This initial review confirmed that a lack of contextual detail, both in trials in general [33], and interdisciplinary studies in particular [34], makes it difficult to isolate the “ingredients” of effective interdisciplinary team work. Specifically, the research team identified a lack of “thickness” in the detail on context, team roles, and processes from the review of the RCTs. In the absence of mixed-method studies, suggested as a priority for future research by a recent review [34], the team designed a supplementary review strategy. This strategy examined findings from qualitative research on interprofessional team processes, independent from the RCTs. Inclusion criteria for the supplementary review were studies between 2000 and 2010 involving an interprofessional team in CRAICs which included data focused on team processes. This complementary review identified 20 studies to supplement previous findings. The findings of the separate evidence bases from qualitative and quantitative studies were brought together and isolated to a data extraction table. Themes were identified using a constant comparative method [35] and then each study was coded appropriately. The constant comparative method involves the incorporation, collation and comparison of newly collected data with existing or previous data collected from earlier studies. Thematic synthesis was used to look for common patterns across studies [36].

Team perspectives

Eleven CRAICs, including 253 staff were recruited to participate in an action research study, which examined the impact of implementing the IMT on service provision and outcomes for patients and staff. NHS ethics approval was obtained on 11 September 2008 (08/H1004/124). All participating team members provided written consent for their involvement in this research.

The IMT intervention was implemented through a series of semi-structured workshops with the support of a trained facilitator. These workshops included an initial, full day “Service Evaluation Conference” to ascertain each team’s values, needs, and priorities, and then a series of half day “Team Learning Sets” designed to allow for reflective evaluation of their team practice. The activities undertaken included the identification of issues and priority actions that each team wanted to pursue and exploration of what they considered to be “characteristics of a good team”. The workshop outcomes were detailed in reports and action plans that guided the implementation of their proposed changes. These reports and plans provided the basis of the data for the team perspectives. The data were entered into NVivo version 8.0 and coded thematically to explore the characteristics of a good team.

Results

Results from the thematic synthesis of the literature

Through the use of the constant comparative method, the thematic synthesis of the literature identified sixteen analytical themes with up to 12 descriptive characteristics in each theme. The identified themes and their characteristics are presented in Table 1.

Table 1. Results from the thematic synthesis of the literature

These themes highlight the defining characteristics of interdisciplinary team work. They recognize the important role that leadership plays for the complex communication and coordination necessary among different groups of professionals and non-professionals. They also demonstrate the need for both flexibility and clarity of roles when the bodies of knowledge of distinctive professional groups are shared, protected, and preserved.
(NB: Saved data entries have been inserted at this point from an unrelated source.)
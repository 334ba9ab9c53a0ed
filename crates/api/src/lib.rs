// API crate clippy configuration
// Test code patterns:
#![cfg_attr(test, allow(clippy::expect_used))]
#![cfg_attr(test, allow(clippy::unwrap_used))]

//! Quotapay API Library
//!
//! HTTP surface for the payment and quota reconciliation engine:
//! payment creation, webhook ingestion, status polling, and report
//! unlocking.

pub mod auth;
pub mod error;
pub mod routes;
pub mod state;

pub use error::{ApiError, ApiResult};
pub use routes::create_router;
pub use state::AppState;
//! Bearer-token authentication
//!
//! The identity provider lives outside this service; all that crosses the
//! boundary is an HS256 JWT whose `sub` claim carries the user id. The
//! middleware validates the token and attaches an `AuthUser` extension for
//! the handlers.

use axum::extract::{Request, State};
use axum::http::header::AUTHORIZATION;
use axum::http::StatusCode;
use axum::middleware::Next;
use axum::response::{IntoResponse, Response};
use axum::Json;
use jsonwebtoken::{decode, encode, DecodingKey, EncodingKey, Header, Validation};
use serde::{Deserialize, Serialize};
use serde_json::json;
use uuid::Uuid;

use crate::state::AppState;

#[derive(Debug, thiserror::Error)]
pub enum AuthError {
    #[error("missing bearer token")]
    MissingToken,
    #[error("invalid or expired token")]
    InvalidToken,
}

impl IntoResponse for AuthError {
    fn into_response(self) -> Response {
        (
            StatusCode::UNAUTHORIZED,
            Json(json!({ "success": false, "error": self.to_string() })),
        )
            .into_response()
    }
}

#[derive(Debug, Serialize, Deserialize)]
struct Claims {
    sub: String,
    exp: i64,
}

/// Authenticated user attached to the request by the middleware.
#[derive(Debug, Clone, Copy)]
pub struct AuthUser {
    pub user_id: Uuid,
}

/// HS256 token validation (and issuance, used by tests and tooling).
#[derive(Clone)]
pub struct JwtManager {
    encoding: EncodingKey,
    decoding: DecodingKey,
}

impl JwtManager {
    pub fn new(secret: &str) -> Self {
        Self {
            encoding: EncodingKey::from_secret(secret.as_bytes()),
            decoding: DecodingKey::from_secret(secret.as_bytes()),
        }
    }

    pub fn issue_token(&self, user_id: Uuid, ttl_seconds: i64) -> Result<String, AuthError> {
        let claims = Claims {
            sub: user_id.to_string(),
            exp: time::OffsetDateTime::now_utc().unix_timestamp() + ttl_seconds,
        };
        encode(&Header::default(), &claims, &self.encoding).map_err(|_| AuthError::InvalidToken)
    }

    pub fn verify_token(&self, token: &str) -> Result<Uuid, AuthError> {
        let data = decode::<Claims>(token, &self.decoding, &Validation::default())
            .map_err(|_| AuthError::InvalidToken)?;
        Uuid::parse_str(&data.claims.sub).map_err(|_| AuthError::InvalidToken)
    }
}

fn bearer_token(request: &Request) -> Option<String> {
    request
        .headers()
        .get(AUTHORIZATION)
        .and_then(|h| h.to_str().ok())
        .and_then(|h| h.strip_prefix("Bearer "))
        .map(|t| t.to_string())
}

/// Axum middleware guarding the authenticated route group.
pub async fn require_auth(
    State(state): State<AppState>,
    mut request: Request,
    next: Next,
) -> Response {
    let token = match bearer_token(&request) {
        Some(token) => token,
        None => return AuthError::MissingToken.into_response(),
    };

    match state.jwt.verify_token(&token) {
        Ok(user_id) => {
            request.extensions_mut().insert(AuthUser { user_id });
            next.run(request).await
        }
        Err(e) => {
            tracing::debug!(error = %e, "Rejected bearer token");
            e.into_response()
        }
    }
}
Results from the data on team perspectives

Two activities undertaken as part of the IMT workshops provided data representing the teams’ perceptions of the important components of interdisciplinary team work. These activities were (1) the identification of characteristics associated with ‘a good team’ and, (2) the challenges chosen by the teams as issues on which they considered focusing their action plans.

The characteristics associated with a good team identified by the 11 teams were grouped into13 themes (Table 2). In addition the 584 identified issues or challenges were grouped to 11 broad topics (Table 3). These two thematic analyses were then combined with the themes identified from the systematic review to form a single theoretical framework to define the characteristics of a good interdisciplinary team.

Table 2. Characteristics of a “good team” as identified by team members

Table 3. Challenges to interdisciplinary team work identified by teams

Table 4 demonstrates the triangulation of these three data sources to identify ten characteristics that emerged as underpinning a good interdisciplinary team. The high level of concordance across the three sources is illustrated. The only theme not explicitly identified from the thematic synthesis of the literature that was recognized by the teams was “clarity of vision”; however, this was partly covered by the literature review themes of values and professional commitment. It is interesting to note that an audit of intermediate care, published after this study was completed, recognized weaknesses in strategic planning by commissioners [37], which was highlighted as a reason for the lack of clear vision by team members in this study.

Table 4. Triangulation of the data sources to identify the characteristics of a good interdisciplinary team

Not surprisingly, the team participants did not raise any challenges or issues related to individual characteristics. This illustrates the value of combining data anonymously reported in the literature with primary data from the teams themselves. While the interaction of individual characteristics is fundamental to the way the team functions, it is unlikely to be directly affected by team actions, with the exception of changing recruitment criteria. However, one of the outcomes of the larger IMT intervention undertaken as the main part of the study was that some teams perceived that they were able to develop individual competencies which better prepared them to work as a member of an interdisciplinary team. Further research is needed to understand the individual characteristics of an “interdisciplinary team member”.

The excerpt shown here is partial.